O cronista Rangel nao me merece grande consideracao como cronista ou jornalista. Mas quero que ele possa continuar a dizer mal dos professores. Ainda que as cronicas de Rangel mostrem ignorancia sobre as escolas e desdem sobre o trabalho dos docentes.
A liberdade de expressao e mais importante do que o orgulho. Por mim, Rangel pode continuar a dizer asneiras. Teria preferido que a Fenprof desistisse da queixa. Por cada cronica que Rangel escreve a dizer mal dos professores, ha milhares de exemplos diarios de boas praticas dos professores. E o que permanece sao as boas praticas e nao as injurias.

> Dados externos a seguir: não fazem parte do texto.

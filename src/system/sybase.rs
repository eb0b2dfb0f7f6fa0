//! Sybase ASE backend.
//!
//! There is no native client library, so a session is a long-lived `isql`
//! child process fed through stdin. After each batch a `print` sentinel is
//! sent; everything read up to the sentinel belongs to that batch. Bulk
//! transfer goes through `bcp` in character mode.

use crate::{
    CancellationToken,
    models::{Platform, ResolvedEnvironment},
    system::{
        backend::{
            Backend, BatchError, BatchOutput, BatchResult, ColumnInfo, Session, is_context_notice, split_qualified,
        },
        bulk::split_fields,
        executor::{ExecutionError, display_command, run_and_capture, spawn_session},
    },
};
use lazy_static::lazy_static;
use regex::Regex;
use std::{
    fs::File,
    io::{BufRead, BufReader, BufWriter, Write},
    process::{Child, ChildStdin, ChildStdout},
};

const ISQL_PROGRAM: &str = "isql";
const BCP_PROGRAM: &str = "bcp";
const BATCH_END_MARKER: &str = "__IBS_BATCH_END_";
const RETURN_CODE_MARKER: &str = "__IBS_RC__";
const COLUMN_MARKER: &str = "__IBS_COL__";
const BCP_BATCH_SIZE: &str = "1000";

lazy_static! {
    static ref PROMPT_PREFIX: Regex = Regex::new(r"^(\d+> ?)+").expect("Invalid prompt regex");
    static ref MESSAGE_HEADER: Regex =
        Regex::new(r"^Msg (\d+), Level (\d+), State (\d+):?").expect("Invalid message header regex");
}

/// Msg numbers that only report a session context change.
const CONTEXT_NOTICES: &[u32] = &[5701, 5703, 5704];

/// Drives `isql` and `bcp` for one server.
#[derive(Debug, Clone)]
pub struct SybaseBackend {
    server: String,
    user: String,
    password: String,
    cancellation_token: CancellationToken,
}

impl SybaseBackend {
    /// A backend for `env`; `bcp` runs observe `cancellation_token`.
    pub fn new(env: &ResolvedEnvironment, cancellation_token: CancellationToken) -> Self {
        Self {
            server: env.host.clone(),
            user: env.user.clone(),
            password: env.password.clone(),
            cancellation_token,
        }
    }

    fn login_args(&self) -> Vec<String> {
        vec![
            "-U".to_string(),
            self.user.clone(),
            "-P".to_string(),
            self.password.clone(),
            "-S".to_string(),
            self.server.clone(),
        ]
    }
}

impl Backend for SybaseBackend {
    fn platform(&self) -> Platform {
        Platform::Sybase
    }

    fn open(&self, database: Option<&str>) -> Result<Box<dyn Session>, ExecutionError> {
        let mut args = self.login_args();
        // -n: no line numbers or prompts on echoed input.
        args.extend(["-n".to_string(), "-w".to_string(), "4096".to_string()]);
        if let Some(db) = database {
            args.extend(["-D".to_string(), db.to_string()]);
        }
        log::debug!("Starting session: {}", display_command(ISQL_PROGRAM, &args));

        let mut child = spawn_session(ISQL_PROGRAM, &args)?;
        let (Some(stdin), Some(stdout)) = (child.stdin.take(), child.stdout.take()) else {
            let _ = child.kill();
            return Err(ExecutionError::Protocol("isql pipes were not available".to_string()));
        };

        let mut session = SybaseSession {
            child,
            stdin,
            stdout: BufReader::new(stdout),
            batches_sent: 0,
            database: database.map(str::to_string),
            backend: self.clone(),
        };

        // A login failure surfaces as an early exit before the first sentinel.
        session
            .execute_batch("set nocount off")
            .map_err(|e| ExecutionError::Connect {
                server: self.server.clone(),
                message: e.full_text(),
            })?;
        Ok(Box::new(session))
    }
}

/// One `isql` child process.
pub struct SybaseSession {
    child: Child,
    stdin: ChildStdin,
    stdout: BufReader<ChildStdout>,
    batches_sent: u64,
    database: Option<String>,
    backend: SybaseBackend,
}

impl std::fmt::Debug for SybaseSession {
    fn fmt(&self, f: &mut std::fmt::Formatter<'_>) -> std::fmt::Result {
        f.debug_struct("SybaseSession")
            .field("pid", &self.child.id())
            .field("batches_sent", &self.batches_sent)
            .field("database", &self.database)
            .finish()
    }
}

impl SybaseSession {
    /// Sends one batch followed by its sentinel and reads the output up to it.
    fn round_trip(&mut self, sql: &str, marker: &str) -> Result<Vec<String>, String> {
        let mut text = String::with_capacity(sql.len() + 64);
        text.push_str(sql.trim_end());
        text.push_str("\ngo\n");
        text.push_str(&format!("print '{}'\ngo\n", marker));
        exchange(&mut self.stdin, &mut self.stdout, &text, marker)
    }

    fn qualified(&self, table: &str) -> String {
        match (split_qualified(table), &self.database) {
            ((Some(_), _), _) | ((None, _), None) => table.to_string(),
            ((None, name), Some(db)) => format!("{}..{}", db, name),
        }
    }

    fn run_bcp(&self, table: &str, direction: &str, data_file: &std::path::Path) -> Result<String, ExecutionError> {
        let mut args = vec![
            self.qualified(table),
            direction.to_string(),
            data_file.display().to_string(),
            "-c".to_string(),
            "-t".to_string(),
            "\\t".to_string(),
            "-r".to_string(),
            "\\n".to_string(),
            "-b".to_string(),
            BCP_BATCH_SIZE.to_string(),
        ];
        args.extend(self.backend.login_args());
        run_and_capture(BCP_PROGRAM, &args, &self.backend.cancellation_token)
    }
}

/// Writes `text` on a helper thread while reading lines up to `marker`.
///
/// The client echoes output while it still consumes input, so a large batch
/// would fill the output pipe and stall both sides if written first.
fn exchange<W, R>(input: &mut W, output: &mut R, text: &str, marker: &str) -> Result<Vec<String>, String>
where
    W: Write + Send,
    R: BufRead,
{
    std::thread::scope(|scope| {
        let writer = scope.spawn(move || -> std::io::Result<()> {
            input.write_all(text.as_bytes())?;
            input.flush()
        });
        let read = read_until(output, marker);
        let written = writer
            .join()
            .unwrap_or_else(|_| Err(std::io::Error::other("isql writer thread panicked")));
        match (read, written) {
            (Ok(lines), _) => Ok(lines),
            (Err(e), Ok(())) => Err(e),
            (Err(e), Err(w)) => Err(format!("{}\nFailed to send batch to isql: {}", e, w)),
        }
    })
}

/// Reads lines up to `marker`, returning them without prompt prefixes.
fn read_until<R: BufRead>(output: &mut R, marker: &str) -> Result<Vec<String>, String> {
    let mut lines = Vec::new();
    let mut buffer = String::new();
    loop {
        buffer.clear();
        match output.read_line(&mut buffer) {
            Ok(0) => return Err(format!("isql ended unexpectedly.\n{}", lines.join("\n"))),
            Ok(_) => {
                let line = PROMPT_PREFIX.replace(buffer.trim_end_matches(['\r', '\n']), "");
                if line.trim() == marker {
                    return Ok(lines);
                }
                lines.push(line.into_owned());
            }
            Err(e) => return Err(format!("Failed to read from isql: {}", e)),
        }
    }
}

/// Separates server output from messages and decides whether the batch failed.
fn interpret(lines: Vec<String>) -> BatchResult {
    let mut kept: Vec<String> = Vec::with_capacity(lines.len());
    let mut failure: Option<String> = None;
    let mut skipping_notice = false;

    for line in lines {
        if let Some(caps) = MESSAGE_HEADER.captures(&line) {
            let number: u32 = caps[1].parse().unwrap_or(0);
            let level: u32 = caps[2].parse().unwrap_or(0);
            skipping_notice = CONTEXT_NOTICES.contains(&number);
            if skipping_notice {
                continue;
            }
            if level > crate::constants::INFO_SEVERITY_MAX && failure.is_none() {
                failure = Some(line.clone());
            }
            kept.push(line);
            continue;
        }
        if skipping_notice {
            if line.trim().is_empty() {
                skipping_notice = false;
            }
            continue;
        }
        if is_context_notice(&line) {
            continue;
        }
        kept.push(line);
    }

    let text = kept.join("\n");
    match failure {
        None => Ok(BatchOutput { text }),
        Some(header) => Err(BatchError {
            message: format!("Batch failed ({})", header),
            output: text,
        }),
    }
}

impl Session for SybaseSession {
    fn execute_batch(&mut self, sql: &str) -> BatchResult {
        self.batches_sent += 1;
        let marker = format!("{}{}__", BATCH_END_MARKER, self.batches_sent);
        let lines = self.round_trip(sql, &marker).map_err(BatchError::new)?;
        interpret(lines)
    }

    fn exec_return_code(&mut self, call: &str) -> Result<i32, ExecutionError> {
        let sql = format!(
            "declare @rc int, @txt varchar(12)\nexec @rc = {}\nselect @txt = convert(varchar(12), @rc)\nprint '{}%1!', @txt",
            call.trim().trim_start_matches("exec ").trim_start_matches("EXEC "),
            RETURN_CODE_MARKER
        );
        let output = self
            .execute_batch(&sql)
            .map_err(|e| ExecutionError::Server(e.full_text()))?;
        output
            .text
            .lines()
            .find_map(|line| line.trim().strip_prefix(RETURN_CODE_MARKER))
            .and_then(|code| code.trim().parse().ok())
            .ok_or_else(|| ExecutionError::Protocol(format!("No return status from '{}'", call)))
    }

    fn table_columns(&mut self, table: &str) -> Result<Vec<ColumnInfo>, ExecutionError> {
        let (database, _) = split_qualified(table);
        let catalog = database.map(|db| format!("{}..", db)).unwrap_or_default();
        let sql = format!(
            "select '{marker}' + c.name + '|' + t.name from {catalog}syscolumns c, {catalog}systypes t \
             where c.id = object_id('{table}') and c.usertype = t.usertype order by c.colid",
            marker = COLUMN_MARKER,
            catalog = catalog,
            table = table.replace('\'', "''"),
        );
        let output = self
            .execute_batch(&sql)
            .map_err(|e| ExecutionError::Server(e.full_text()))?;
        Ok(output
            .text
            .lines()
            .filter_map(|line| line.trim().strip_prefix(COLUMN_MARKER))
            .filter_map(|pair| pair.split_once('|'))
            .map(|(name, type_name)| ColumnInfo::new(name.trim(), type_name.trim()))
            .collect())
    }

    fn bulk_insert(
        &mut self,
        table: &str,
        _columns: &[ColumnInfo],
        rows: &mut dyn Iterator<Item = Vec<String>>,
    ) -> Result<u64, ExecutionError> {
        let staged = tempfile::NamedTempFile::new()?;
        let mut count = 0u64;
        {
            let mut writer = BufWriter::new(staged.as_file());
            for row in rows {
                writeln!(writer, "{}", row.join("\t"))?;
                count += 1;
            }
            writer.flush()?;
        }
        let report = self.run_bcp(table, "in", staged.path())?;
        log::debug!("bcp in {}: {}", table, report.trim());
        Ok(count)
    }

    fn bulk_export(
        &mut self,
        table: &str,
        sink: &mut dyn FnMut(Vec<String>) -> std::io::Result<()>,
    ) -> Result<u64, ExecutionError> {
        let staged = tempfile::NamedTempFile::new()?;
        let report = self.run_bcp(table, "out", staged.path())?;
        log::debug!("bcp out {}: {}", table, report.trim());

        let mut count = 0u64;
        for line in BufReader::new(File::open(staged.path())?).lines() {
            sink(split_fields(&line?))?;
            count += 1;
        }
        Ok(count)
    }

    fn close(mut self: Box<Self>) -> Result<(), ExecutionError> {
        self.stdin.write_all(b"quit\n")?;
        self.stdin.flush()?;
        self.child.wait()?;
        Ok(())
    }
}

impl Drop for SybaseSession {
    fn drop(&mut self) {
        if let Ok(None) = self.child.try_wait() {
            log::debug!("Killing isql session (PID: {})", self.child.id());
            let _ = self.child.kill();
            let _ = self.child.wait();
        }
    }
}

#[cfg(test)]
mod tests {
    use super::*;

    fn lines(text: &str) -> Vec<String> {
        text.lines().map(str::to_string).collect()
    }

    #[test]
    fn test_prompt_prefixes_are_stripped() {
        assert_eq!(PROMPT_PREFIX.replace("1> 2> 3> hello", ""), "hello");
        assert_eq!(PROMPT_PREFIX.replace("10>hello", ""), "hello");
    }

    #[test]
    fn test_read_stops_at_the_marker() {
        let mut output = std::io::Cursor::new("1> a\n2> b\n__END__\nc\n");
        assert_eq!(read_until(&mut output, "__END__").unwrap(), vec!["a", "b"]);

        let mut truncated = std::io::Cursor::new("a\n");
        assert!(read_until(&mut truncated, "__END__").unwrap_err().contains("ended unexpectedly"));
    }

    #[cfg(unix)]
    #[test]
    fn test_large_batch_does_not_stall_an_echoing_client() {
        use std::process::{Command, Stdio};

        let mut child = Command::new("cat")
            .stdin(Stdio::piped())
            .stdout(Stdio::piped())
            .spawn()
            .unwrap();
        let mut input = child.stdin.take().unwrap();
        let mut output = BufReader::new(child.stdout.take().unwrap());

        let mut text = "insert t values ('some padding to fill the pipe quickly')\n".repeat(50_000);
        text.push_str("__END__\n");
        let lines = exchange(&mut input, &mut output, &text, "__END__").unwrap();

        assert_eq!(lines.len(), 50_000);
        drop(input);
        child.wait().unwrap();
    }

    #[test]
    fn test_severe_message_fails_the_batch() {
        let result = interpret(lines(
            "Msg 208, Level 16, State 1:\nServer 'SYB', Line 1:\nnope not found.\n",
        ));
        let err = result.unwrap_err();
        assert!(err.message.contains("Msg 208"));
        assert!(err.output.contains("nope not found"));
    }

    #[test]
    fn test_informational_messages_are_kept() {
        let result = interpret(lines("Msg 0, Level 10, State 1:\nhello world\n"));
        assert!(result.unwrap().text.contains("hello world"));
    }

    #[test]
    fn test_context_notices_are_filtered() {
        let output = interpret(lines(
            "Msg 5701, Level 10, State 2:\nServer 'SYB', Line 1:\nChanged database context to 'x'.\n\nrow text\n",
        ))
        .unwrap();
        assert_eq!(output.text.trim(), "row text");
    }
}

Peco desculpa pela falta de acentos. Em Berlim, os teclados nao tem acentos. As fotos de Berlim comecam a ser publicadas amanha.
Muito bem! Até que enfim!
Há muito tempo que esse senhor merecia ser sentado no banco dos réus, pois despudoradamente difamou os docentes em órgãos de comunicação de massas. No Correio da Manhã vi eu. Não sei se o fez em outros.
Espero e desejo que o juíz o condene e o obrigue a retractar-se face a toda uma classe que injuriou em praça pública!
Ramiro
Lamento, amigo, mas desta vez não estou nada de acordo contigo.
Sou pela liberdade de expressão e de opinião, mas não acho que se deva tolerar a injúria e a difamação.
Se os cronistas, jornalistas e demais fazedores de opinião, incluindo bloggers, entrarem pela ofensa pessoal, há toda a legitimidade de obrigar a pessoa que difama a repor as coisas nos seus devidos lugares. E o tribunal é a sede prórpria para o fazer.
Quando li a história dos 100 mil professores comparados um bando de hooligans a descer a Avenida da Liberdade pareceu-me muito mal e enviei queixas e denúncias para vários blogues e nenhum colega pareceu dar qualquer importância a isso. Felizmente a Fenprof teve a iniciativa de o processar.
Talvez assim para a próxima possa medir a insolência antes de abrir o teclado para enxovalhar toda uma classe de profissionais.
Não foi só por chamar Hooligans, também disse que os professores que participaram na marcha da indignação de 8 de Março estavam ao serviço de um parido político que, inclusivamente, teria pago os autocarros qu trouxeram os professoresa Lisboa.
Como se vê, não se trata de simples injúria: a difamação atinge vários patamares.
Tem de provar estas afirmações ou desdizer-se; é o mínimo!
Vou-me deitar, que até já me subiu a febre de novo.
Boa estada em Berlim, aproveita!
A semana passada, o dito, escreveu uma crónica na Visão, sobre a "defunta", insultando da forma mais baixinha a classe dos professores.
Ao fazer o ProfJornal, nem sequer incluí a referência, para não estragar os fígados dos colegas.
Mas quem ouve este senhor, num programa/debate da RTPN, depressa lhe retira qualquer autoridade intelectual e percebe rapidamente que estará no limiar da inimputabilidade...
Deixemos o homem vender sabonetes! Já nos vendeu 2 e que 2!